Dr. Hancock has written a regular weekly column entitled “All Psyched Up” for newspapers in two Canadian provinces for more than a dozen years. Over the years, her readers and clients have said that they have benefited from her common-sense solutions, wisdom, and sense of humour. Dr. Linda Hancock, the author of “Life is An Adventure…every step of the way” and “Open for Business Success” is a Registered Psychologist who has a private practice in Medicine Hat. She can be reached at 403-529-6877 or through email office@drlindahancock.com

Published

January 28 2009

All Psyched Up. | | Four Different Techniques To Deal With Life | by Dr. Linda Hancock | Published January 28 2009 | Revised July 3 2022

© 2022, Dr. Linda Hancock INC.

Frequently I help clients to learn about four different ways of approaching life and how each of these either helps the individual or slows their progress. Following are summaries of each of these.

1. PASSIVE - Imagine that your life is like a football field. There aren't any boundaries to protect the turf which takes a beating as players and fans run onto it after the game. Those individuals who are passive, usually either don't know their personal needs or don't have skills to ensure that they are met. They allow other people to run all over them and tend to feel good about themselves only when there is peace in their environment or other people are happy. A low self-image can keep them trapped in the idea that they are less important than others or not deserving. Often they "settle" or suffer in silence while their needs are unmet.

2. AGGRESSIVE - Everyone has witnessed the self-centeredness of an individual who is loud, demanding and impatient with others. That person knows what they want and is prepared to get it even at the expense of others. They can be found as bullies on the school playground, abusive partners or arrogant employers who do not consider the needs of staff. Although it might seem, at first glance, that they are confident people with strong self-image, further examination usually reveals people who are insecure and lacking the skills that would help them live a healthier life.

3. PASSIVE-AGGRESSIVE - Some people are insecure but hate conflict so much that they harm others in indirect ways rather than confronting or communicating with them. Resentment and other negative emotions combined with "sneaky" behaviours are used to get even with others who may not even know that the person is upset with them. For example, a person who is passive-aggressive may gossip about others, make promises that they don't fulfill to hurt the other person or use indirect actions to disgrace the other person. I often use the example of a cook who doesn't like the customer and instead of dealing with the differences between them, just spits in the customer's soup!

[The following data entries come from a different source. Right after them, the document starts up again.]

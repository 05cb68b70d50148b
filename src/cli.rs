//! CLI command implementations for hexconquest.

pub(crate) mod map;
pub(crate) mod run;
pub(crate) mod soak;

mod output;

use clap::ValueEnum;
use hexconquest::{ConfigError, MapKind, MatchConfig, MatchError};
use std::error::Error;
use std::fmt;

use crate::BoardArgs;

/// Output format shared by all commands.
#[derive(Debug, Clone, Copy, PartialEq, Eq, ValueEnum)]
pub(crate) enum OutputFormat {
    /// Human-readable text output.
    Text,
    /// Machine-readable JSON output.
    Json,
}

/// CLI error type.
#[derive(Debug)]
pub(crate) struct CliError {
    message: String,
}

impl CliError {
    /// Create a new CLI error.
    pub(crate) fn new(message: impl Into<String>) -> Self {
        Self {
            message: message.into(),
        }
    }
}

impl fmt::Display for CliError {
    fn fmt(&self, f: &mut fmt::Formatter<'_>) -> fmt::Result {
        write!(f, "{}", self.message)
    }
}

impl Error for CliError {}

impl From<std::io::Error> for CliError {
    fn from(e: std::io::Error) -> Self {
        Self::new(e.to_string())
    }
}

impl From<ConfigError> for CliError {
    fn from(e: ConfigError) -> Self {
        Self::new(e.to_string())
    }
}

impl From<MatchError> for CliError {
    fn from(e: MatchError) -> Self {
        Self::new(e.to_string())
    }
}

impl From<serde_json::Error> for CliError {
    fn from(e: serde_json::Error) -> Self {
        Self::new(format!("JSON error: {e}"))
    }
}

/// Resolve the match config from an optional file plus flag overrides.
pub(crate) fn board_config(board: &BoardArgs) -> Result<MatchConfig, CliError> {
    let mut config = match &board.config {
        Some(path) => MatchConfig::load(path)
            .map_err(|e| CliError::new(format!("{}: {e}", path.display())))?,
        None => MatchConfig::default(),
    };
    if let Some(width) = board.width {
        config.width = width;
    }
    if let Some(height) = board.height {
        config.height = height;
    }
    if let Some(name) = &board.map {
        config.map = MapKind::from_name(name);
    }
    if let Some(players) = board.players {
        config.max_players = players;
    }
    if let Some(seed) = board.seed {
        config.seed = seed;
    }
    config.validate()?;
    Ok(config)
}
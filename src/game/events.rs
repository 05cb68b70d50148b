//! Notifications emitted by a match, in the order they happened.

use serde::{Deserialize, Serialize};

use crate::game::{CellChange, CellId, PlayerId, WinSignal};
use crate::hex::Coord;

/// Something observers of a match should know about.
#[derive(Debug, Clone, PartialEq, Eq, Serialize, Deserialize)]
#[serde(tag = "event", rename_all = "snake_case")]
pub enum MatchEvent {
    /// A cell's state changed.
    CellChanged(CellChange),
    /// A player received a starting cell.
    SpawnAssigned {
        /// The player.
        player: PlayerId,
        /// Starting cell.
        cell: CellId,
        /// Its coordinate.
        coord: Coord,
    },
    /// A player's starting cell could not be assigned before the deadline.
    SpawnFailed {
        /// The player.
        player: PlayerId,
    },
    /// A player lost their last cell.
    PlayerEliminated {
        /// The player.
        player: PlayerId,
    },
    /// The match has a winner. Emitted at most once.
    MatchWon(WinSignal),
    /// The match ended with nobody owning a cell. Emitted at most once.
    MatchDrawn,
}
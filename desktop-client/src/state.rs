use std::sync::{Arc, Mutex};

use common::game::{GameKey, GameOutcome, GameState};

#[derive(Clone, Copy, Debug)]
pub enum ClientCommand {
    Key(GameKey),
    PlayAgain,
}

#[derive(Clone, Debug)]
pub enum AppState {
    InGame {
        game_state: Option<GameState>,
    },
    GameOver {
        outcome: GameOutcome,
        last_game_state: GameState,
    },
}

/// State cell shared between the game task and the UI thread. The game task
/// is the only writer; the UI reads a clone every frame.
#[derive(Clone)]
pub struct SharedState {
    state: Arc<Mutex<AppState>>,
}

impl SharedState {
    pub fn new() -> Self {
        Self {
            state: Arc::new(Mutex::new(AppState::InGame { game_state: None })),
        }
    }

    pub fn set_state(&self, state: AppState) {
        *self.state.lock().unwrap() = state;
    }

    pub fn get_state(&self) -> AppState {
        self.state.lock().unwrap().clone()
    }

    /// Replaces only the in-game snapshot; a stale broadcast arriving after
    /// the game-over screen is already up is dropped.
    pub fn update_game_state(&self, game_state: GameState) {
        let mut state = self.state.lock().unwrap();
        if let AppState::InGame { game_state: slot } = &mut *state {
            *slot = Some(game_state);
        }
    }
}

impl Default for SharedState {
    fn default() -> Self {
        Self::new()
    }
}
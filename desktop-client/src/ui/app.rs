use std::time::Duration;

use eframe::egui;

use common::game::{GameKey, GameOutcome, GamePhase, GameState};

use crate::command_sender::CommandSender;
use crate::state::{AppState, ClientCommand, SharedState};

use super::board::draw_board;

pub struct SnakeApp {
    shared_state: SharedState,
    command_sender: CommandSender,
    theme_tick: u64,
}

impl SnakeApp {
    pub fn new(shared_state: SharedState, command_sender: CommandSender) -> Self {
        Self {
            shared_state,
            command_sender,
            theme_tick: 0,
        }
    }

    fn handle_input(&self, ctx: &egui::Context) {
        let pressed = ctx.input(|i| {
            if i.key_pressed(egui::Key::ArrowUp) {
                Some(GameKey::ArrowUp)
            } else if i.key_pressed(egui::Key::ArrowDown) {
                Some(GameKey::ArrowDown)
            } else if i.key_pressed(egui::Key::ArrowLeft) {
                Some(GameKey::ArrowLeft)
            } else if i.key_pressed(egui::Key::ArrowRight) {
                Some(GameKey::ArrowRight)
            } else if i.key_pressed(egui::Key::W) {
                Some(GameKey::W)
            } else if i.key_pressed(egui::Key::A) {
                Some(GameKey::A)
            } else if i.key_pressed(egui::Key::S) {
                Some(GameKey::S)
            } else if i.key_pressed(egui::Key::D) {
                Some(GameKey::D)
            } else if i.key_pressed(egui::Key::Space) {
                Some(GameKey::Space)
            } else {
                None
            }
        });

        if let Some(key) = pressed {
            self.command_sender.send(ClientCommand::Key(key));
        }
    }

    fn render_game(&self, ui: &mut egui::Ui, state: &GameState) {
        ui.vertical_centered(|ui| {
            ui.add_space(8.0);
            ui.heading(format!(
                "Score: {}    High Score: {}",
                state.score, state.high_score
            ));
            ui.add_space(8.0);

            draw_board(ui, state, self.theme_tick);

            if state.phase == GamePhase::Waiting {
                ui.add_space(8.0);
                ui.label("Press SPACE to start");
                ui.label("Arrow keys or WASD to move");
            }
        });
    }

    fn render_game_over(&self, ui: &mut egui::Ui, outcome: &GameOutcome, last_state: &GameState) {
        ui.vertical_centered(|ui| {
            ui.add_space(8.0);
            ui.heading("Game Over!");
            ui.label(format!("Final score: {}", outcome.score));
            if outcome.score > 0 && outcome.score == outcome.high_score {
                ui.label("New high score!");
            } else {
                ui.label(format!("High score: {}", outcome.high_score));
            }
            ui.add_space(8.0);

            draw_board(ui, last_state, self.theme_tick);

            ui.add_space(8.0);
            if ui.button("Play Again").clicked() {
                self.command_sender.send(ClientCommand::PlayAgain);
            }
        });
    }
}

impl eframe::App for SnakeApp {
    fn update(&mut self, ctx: &egui::Context, _frame: &mut eframe::Frame) {
        self.theme_tick = self.theme_tick.wrapping_add(1);
        self.handle_input(ctx);

        egui::CentralPanel::default().show(ctx, |ui| match self.shared_state.get_state() {
            AppState::InGame { game_state: None } => {
                ui.centered_and_justified(|ui| {
                    ui.label("Waiting for game state...");
                });
            }
            AppState::InGame {
                game_state: Some(state),
            } => {
                self.render_game(ui, &state);
            }
            AppState::GameOver {
                outcome,
                last_game_state,
            } => {
                self.render_game_over(ui, &outcome, &last_game_state);
            }
        });

        // Snapshots arrive from the game task between frames; keep
        // repainting slightly faster than the tick cadence.
        ctx.request_repaint_after(Duration::from_millis(50));
    }
}
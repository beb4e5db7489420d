use serde::{Deserialize, Serialize};

/// Converts configs to and from their stored text form. Kept behind a trait
/// so tests and alternative formats can plug in without touching the
/// manager.
pub trait ConfigSerializer<TConfig> {
    fn serialize(&self, config: &TConfig) -> Result<String, String>;
    fn deserialize(&self, content: &str) -> Result<TConfig, String>;
}

#[derive(Default)]
pub struct YamlConfigSerializer;

impl YamlConfigSerializer {
    pub fn new() -> Self {
        Self {}
    }
}

impl<TConfig> ConfigSerializer<TConfig> for YamlConfigSerializer
where
    TConfig: for<'de> Deserialize<'de> + Serialize,
{
    fn serialize(&self, config: &TConfig) -> Result<String, String> {
        serde_yaml_ng::to_string(config).map_err(|e| format!("YAML serialize error: {}", e))
    }

    fn deserialize(&self, content: &str) -> Result<TConfig, String> {
        serde_yaml_ng::from_str(content).map_err(|e| format!("YAML parse error: {}", e))
    }
}
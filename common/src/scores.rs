use serde::{Deserialize, Serialize};

use crate::config::{ConfigContentProvider, ConfigManager, FileContentConfigProvider, Validate};
use crate::log;

#[derive(Clone, Debug, Default, PartialEq, Serialize, Deserialize)]
pub struct HighScoreFile {
    pub high_score: u32,
}

impl Validate for HighScoreFile {
    fn validate(&self) -> Result<(), String> {
        Ok(())
    }
}

/// Durable storage for the single persisted value in the game. Load happens
/// once at startup; saves are write-through and never fatal.
pub struct HighScoreStore<TProvider = FileContentConfigProvider>
where
    TProvider: ConfigContentProvider,
{
    manager: ConfigManager<TProvider, HighScoreFile>,
}

impl HighScoreStore<FileContentConfigProvider> {
    pub fn from_yaml_file(file_path: &str) -> Self {
        Self {
            manager: ConfigManager::from_yaml_file(file_path),
        }
    }
}

impl<TProvider> HighScoreStore<TProvider>
where
    TProvider: ConfigContentProvider,
{
    pub fn new(manager: ConfigManager<TProvider, HighScoreFile>) -> Self {
        Self { manager }
    }

    pub fn load(&self) -> u32 {
        match self.manager.get_config() {
            Ok(file) => file.high_score,
            Err(e) => {
                log!("Failed to load high score, starting from 0: {}", e);
                0
            }
        }
    }

    pub fn save(&self, high_score: u32) {
        if let Err(e) = self.manager.set_config(&HighScoreFile { high_score }) {
            log!("Failed to persist high score {}: {}", high_score, e);
        }
    }
}

#[cfg(test)]
mod tests {
    use std::sync::Mutex;

    use crate::config::YamlConfigSerializer;

    use super::*;

    struct MemoryContentProvider {
        content: Mutex<Option<String>>,
        fail_writes: bool,
    }

    impl MemoryContentProvider {
        fn new(fail_writes: bool) -> Self {
            Self {
                content: Mutex::new(None),
                fail_writes,
            }
        }
    }

    impl ConfigContentProvider for MemoryContentProvider {
        fn get_config_content(&self) -> Result<Option<String>, String> {
            Ok(self.content.lock().unwrap().clone())
        }

        fn set_config_content(&self, content: &str) -> Result<(), String> {
            if self.fail_writes {
                return Err("storage unavailable".to_string());
            }
            *self.content.lock().unwrap() = Some(content.to_string());
            Ok(())
        }
    }

    fn create_store(fail_writes: bool) -> HighScoreStore<MemoryContentProvider> {
        HighScoreStore::new(ConfigManager::new(
            MemoryContentProvider::new(fail_writes),
            YamlConfigSerializer::new(),
        ))
    }

    #[test]
    fn test_load_without_stored_value_yields_zero() {
        let store = create_store(false);
        assert_eq!(store.load(), 0);
    }

    #[test]
    fn test_save_then_load_round_trip() {
        let store = create_store(false);
        store.save(17);
        assert_eq!(store.load(), 17);
    }

    #[test]
    fn test_failed_save_is_swallowed() {
        let store = create_store(true);
        store.save(17);
        assert_eq!(store.load(), 0);
    }
}
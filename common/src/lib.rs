pub mod config;
pub mod game;
pub mod logger;
pub mod scores;
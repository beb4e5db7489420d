use std::sync::OnceLock;

use chrono::Local;

static LOGGER: OnceLock<Logger> = OnceLock::new();

pub struct Logger {
    prefix: Option<String>,
}

impl Logger {
    fn new(prefix: Option<String>) -> Self {
        Self { prefix }
    }

    pub fn log(&self, message: &str) {
        let timestamp = Local::now().format("%Y-%m-%d %H:%M:%S%.3f");
        match &self.prefix {
            Some(prefix) => println!("[{}][{}] {}", timestamp, prefix, message),
            None => println!("[{}] {}", timestamp, message),
        }
    }
}

pub fn init_logger(prefix: Option<String>) {
    LOGGER.get_or_init(|| Logger::new(prefix));
}

pub fn log(message: &str) {
    match LOGGER.get() {
        Some(logger) => logger.log(message),
        // Diagnostics must not be lost before init_logger runs.
        None => eprintln!("{}", message),
    }
}

#[macro_export]
macro_rules! log {
    ($($arg:tt)*) => {
        $crate::logger::log(&format!($($arg)*))
    };
}
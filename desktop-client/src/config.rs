use serde::{Deserialize, Serialize};

use common::config::{ConfigManager, FileContentConfigProvider, Validate};
use common::game::SnakeSettings;
use common::log;

pub const DEFAULT_CONFIG_PATH: &str = "snake_client.yaml";

#[derive(Clone, Debug, PartialEq, Serialize, Deserialize)]
pub struct ScoresConfig {
    pub location: String,
}

impl Default for ScoresConfig {
    fn default() -> Self {
        Self {
            location: "snake_scores.yaml".to_string(),
        }
    }
}

impl Validate for ScoresConfig {
    fn validate(&self) -> Result<(), String> {
        if self.location.is_empty() {
            return Err("scores location must not be empty".to_string());
        }
        Ok(())
    }
}

#[derive(Clone, Debug, Default, PartialEq, Serialize, Deserialize)]
#[serde(default)]
pub struct Config {
    pub snake: SnakeSettings,
    pub scores: ScoresConfig,
}

impl Validate for Config {
    fn validate(&self) -> Result<(), String> {
        self.snake.validate()?;
        self.scores.validate()
    }
}

/// A missing file yields defaults silently; a present but broken file is
/// reported and then replaced by defaults so the game still starts.
pub fn load_config(path: &str) -> Config {
    let manager: ConfigManager<FileContentConfigProvider, Config> =
        ConfigManager::from_yaml_file(path);

    match manager.get_config() {
        Ok(config) => config,
        Err(e) => {
            log!("Failed to load config from {}: {}. Using defaults.", path, e);
            Config::default()
        }
    }
}

#[cfg(test)]
mod tests {
    use super::*;

    #[test]
    fn test_default_config_is_valid() {
        assert_eq!(Config::default().validate(), Ok(()));
    }

    #[test]
    fn test_empty_scores_location_rejected() {
        let config = Config {
            scores: ScoresConfig {
                location: String::new(),
            },
            ..Config::default()
        };
        assert!(config.validate().is_err());
    }

    #[test]
    fn test_invalid_snake_settings_rejected() {
        let config = Config {
            snake: SnakeSettings {
                tick_interval_ms: 1,
                ..SnakeSettings::default()
            },
            ..Config::default()
        };
        assert!(config.validate().is_err());
    }
}
mod broadcaster;
mod command_sender;
mod config;
mod game_task;
mod state;
mod ui;

use clap::Parser;
use eframe::egui;
use tokio::sync::mpsc;

use common::logger::init_logger;

use command_sender::CommandSender;
use state::SharedState;
use ui::SnakeApp;

#[derive(Parser)]
#[command(about = "Desktop snake game")]
struct Args {
    /// Path to the client configuration file.
    #[arg(long, default_value = config::DEFAULT_CONFIG_PATH)]
    config: String,
}

fn main() -> Result<(), Box<dyn std::error::Error>> {
    let args = Args::parse();
    init_logger(None);

    let config = config::load_config(&args.config);
    let shared_state = SharedState::new();
    let (command_tx, command_rx) = mpsc::unbounded_channel();

    let task_state = shared_state.clone();
    std::thread::spawn(move || {
        let rt = tokio::runtime::Runtime::new().expect("Failed to create tokio runtime");
        rt.block_on(game_task::game_task(config, task_state, command_rx));
    });

    let options = eframe::NativeOptions {
        viewport: egui::ViewportBuilder::default()
            .with_inner_size([640.0, 760.0])
            .with_title("Snake"),
        ..Default::default()
    };

    eframe::run_native(
        "Snake",
        options,
        Box::new(|_cc| {
            Ok(Box::new(SnakeApp::new(
                shared_state,
                CommandSender::new(command_tx),
            )))
        }),
    )?;

    Ok(())
}
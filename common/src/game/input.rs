use super::types::Direction;

/// The keys the game reacts to, already stripped of everything
/// frontend-specific. The rendering layer translates its raw key events
/// into these before anything touches game state.
#[derive(Clone, Copy, Debug, PartialEq, Eq)]
pub enum GameKey {
    ArrowUp,
    ArrowDown,
    ArrowLeft,
    ArrowRight,
    W,
    A,
    S,
    D,
    Space,
}

#[derive(Clone, Copy, Debug, PartialEq, Eq)]
pub enum GameCommand {
    Turn(Direction),
    Start,
}

pub fn map_key(key: GameKey) -> GameCommand {
    match key {
        GameKey::ArrowUp | GameKey::W => GameCommand::Turn(Direction::Up),
        GameKey::ArrowDown | GameKey::S => GameCommand::Turn(Direction::Down),
        GameKey::ArrowLeft | GameKey::A => GameCommand::Turn(Direction::Left),
        GameKey::ArrowRight | GameKey::D => GameCommand::Turn(Direction::Right),
        GameKey::Space => GameCommand::Start,
    }
}

#[cfg(test)]
mod tests {
    use super::*;

    #[test]
    fn test_arrow_keys_map_to_directions() {
        assert_eq!(map_key(GameKey::ArrowUp), GameCommand::Turn(Direction::Up));
        assert_eq!(
            map_key(GameKey::ArrowDown),
            GameCommand::Turn(Direction::Down)
        );
        assert_eq!(
            map_key(GameKey::ArrowLeft),
            GameCommand::Turn(Direction::Left)
        );
        assert_eq!(
            map_key(GameKey::ArrowRight),
            GameCommand::Turn(Direction::Right)
        );
    }

    #[test]
    fn test_wasd_mirrors_arrows() {
        assert_eq!(map_key(GameKey::W), map_key(GameKey::ArrowUp));
        assert_eq!(map_key(GameKey::A), map_key(GameKey::ArrowLeft));
        assert_eq!(map_key(GameKey::S), map_key(GameKey::ArrowDown));
        assert_eq!(map_key(GameKey::D), map_key(GameKey::ArrowRight));
    }

    #[test]
    fn test_space_starts() {
        assert_eq!(map_key(GameKey::Space), GameCommand::Start);
    }
}
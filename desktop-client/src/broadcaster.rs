use common::game::{GameBroadcaster, GameState};

use crate::state::SharedState;

/// In-process render bridge: snapshots from the session land in the shared
/// state cell the UI draws from.
#[derive(Clone)]
pub struct LocalBroadcaster {
    shared_state: SharedState,
}

impl LocalBroadcaster {
    pub fn new(shared_state: SharedState) -> Self {
        Self { shared_state }
    }
}

impl GameBroadcaster for LocalBroadcaster {
    async fn broadcast_state(&self, state: GameState) {
        self.shared_state.update_game_state(state);
    }
}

4. ASSERTIVE - People who are aware of their needs and know how to ensure they are met in a healthy manner, show respect for themselves and others while dealing with issues. They speak firmly but politely while staying focussed on resolving problems. Preservation of self-esteem for themselves and others is a result of using assertive techniques that include honest communication.

If you are unhappy and feel that some or all of your relationships are in trouble, perhaps learning more about assertiveness will help you. Remember, in order to live a happy and assertive life, you need to know your needs and be able to ask in a healthy manner for them to be met.

Try learning about and using assertiveness. I'm sure you will be glad that you did!

All Psyched Up. | The Fourth Year | Four Different Techniques To Deal With Life | by Dr. Linda Hancock | Published January 28 2009 | Revised July 3 2022

© 2022, Dr. Linda Hancock INC.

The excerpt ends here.